Research · Editorial

A hybrid lab meeting focused on Augmented Reality

Astronaut trainer wearing smart glasses in a replica module of the international space station.

IET hosts the first face-to-face meeting of the Performance Augmentation Lab (PAL), with researchers presenting on their research projects, exploring mixed reality and technology-enhanced learning.

The Performance Augmentation Lab (PAL), led by Prof Fridolin Wild, Professor at the Institute of Educational Technology, The Open University, brings together members of the IET who collectively seek to bridge the dissociative gap between abstract knowledge and its practical application.

Members of the PAL share a collective drive to research radically new methods of using mixed reality technology with innovative educational approaches, connecting knowing something 'in principle' to applying that knowledge 'in practice'. This research is leading ways to speed up the refinement of experience and integration into polished performance.

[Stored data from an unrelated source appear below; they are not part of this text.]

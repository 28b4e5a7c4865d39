//! Error types for imgfilter.
//!
//! Uses thiserror for structured errors with context. Errors carry the filter
//! name wherever one is involved so the final message tells the user which
//! command failed.

use crate::core::types::ValueType;
use thiserror::Error;

/// Errors raised by a filter while it runs.
///
/// The dispatcher never recovers from these; they travel to the process
/// boundary untouched.
#[derive(Error, Debug)]
pub enum FilterError {
    /// A filter read an option that has no value
    #[error("Missing option '{option}' for filter {filter}")]
    MissingOption {
        /// Filter name
        filter: String,
        /// Option `dest`
        option: String,
    },

    /// An option holds a value of another type than requested
    #[error("Option '{option}' of filter {filter} expected {expected}, got {got}")]
    TypeMismatch {
        /// Filter name
        filter: String,
        /// Option `dest`
        option: String,
        /// Requested type
        expected: ValueType,
        /// Kind of the stored value
        got: String,
    },

    /// An option or positional value is unusable
    #[error("Invalid argument for filter {filter}: {reason}")]
    InvalidArgument {
        /// Filter name
        filter: String,
        /// What is wrong with the value
        reason: String,
    },

    /// The filter failed while processing
    #[error("Filter {filter} failed: {error}")]
    Execution {
        /// Filter name
        filter: String,
        /// Failure description
        error: String,
    },

    /// Filesystem error
    #[error("I/O error: {0}")]
    Io(#[from] std::io::Error),

    /// Decoding or encoding error from the `image` crate
    #[error("Image error: {0}")]
    Image(#[from] image::ImageError),
}

/// Errors from building the filter registry.
#[derive(Error, Debug, Clone, PartialEq, Eq)]
pub enum RegistryError {
    /// Another filter with the same lowercased name exists
    #[error("Filter '{name}' is already registered")]
    DuplicateFilter {
        /// Lowercased filter name
        name: String,
    },

    /// Metadata cannot be turned into a command line
    #[error("Invalid metadata for filter '{filter}': {reason}")]
    InvalidMetadata {
        /// Filter name
        filter: String,
        /// What is wrong with the metadata
        reason: String,
    },
}

/// Errors surfaced by the command dispatcher.
#[derive(Error, Debug)]
pub enum DispatchError {
    /// Bad command line for a filter. The clap error knows how to print
    /// itself and which status to exit with.
    #[error("{0}")]
    Usage(#[from] clap::Error),

    /// The filter itself failed
    #[error(transparent)]
    Filter(#[from] FilterError),

    /// Writing to stdout or stderr failed
    #[error("Output error: {0}")]
    Io(#[from] std::io::Error),
}

impl DispatchError {
    /// Check if this is a command-line usage error.
    pub fn is_usage(&self) -> bool {
        matches!(self, DispatchError::Usage(_))
    }
}

impl FilterError {
    /// Shorthand for an execution failure.
    pub fn execution(filter: impl Into<String>, error: impl ToString) -> Self {
        FilterError::Execution {
            filter: filter.into(),
            error: error.to_string(),
        }
    }
}

/// Result type alias for filter operations.
pub type FilterResult<T> = Result<T, FilterError>;

/// Result type alias for registry operations.
pub type RegistryResult<T> = Result<T, RegistryError>;

/// Result type alias for dispatcher operations.
pub type DispatchResult<T> = Result<T, DispatchError>;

In May 2022, the Performance Augmentation Lab met face to face for the first time, with presentations and workshops delivered by members on the status of their research. Members include: OU professors, academic researchers, PhD researchers and learning designers based in IET.

During the meeting, Prof Fridolin Wild shared an overview of the Performance Augmentation research programme, commenting on a body of research which has led to the foundation of the programme.

During this period, Fridolin remarked on how the Covid pandemic has accelerated existing trends in learning, teaching and training, referencing the future of work after COVID-19 report, published in 2021 by McKinsey management consultancy, which states that "remote work e-commerce, and automation, with up to 25 per cent more workers than previously estimated potentially needing to switch occupations".

Adding to this, Fridolin shared the ways that IET are responding to the relevant transformations within society, through the work of its researchers, educational technologists and curriculum professionals. These include ways that the OU's flagship cross-platform mixed reality application can support rapid reskilling with augmented reality, how the IET is leading globally to develop the new standard for Augmented Reality Learning, and how PhD students in Educational Technology are pushing the boundaries of research with innovative methodologies.

Just after the lab meeting, Fridolin shared further insight at the Integrated Systems Europe Digital Learning Summit 2022, discussing the ways that ground-breaking technologies can be used with pedagogical methodologies to upskill workers for jobs across a range of industries. See the following TV interview recorded at the event to hear Fridolin's comments.

IET's educational technologists share their research

Among the research presented at the Performance Augmentation Lab meeting, Xinyu Huang and Yuko Suzuki, two PhD students in Educational Technology at the OU, discussed their doctoral research, which uses using mixed reality technology to improve learning experiences.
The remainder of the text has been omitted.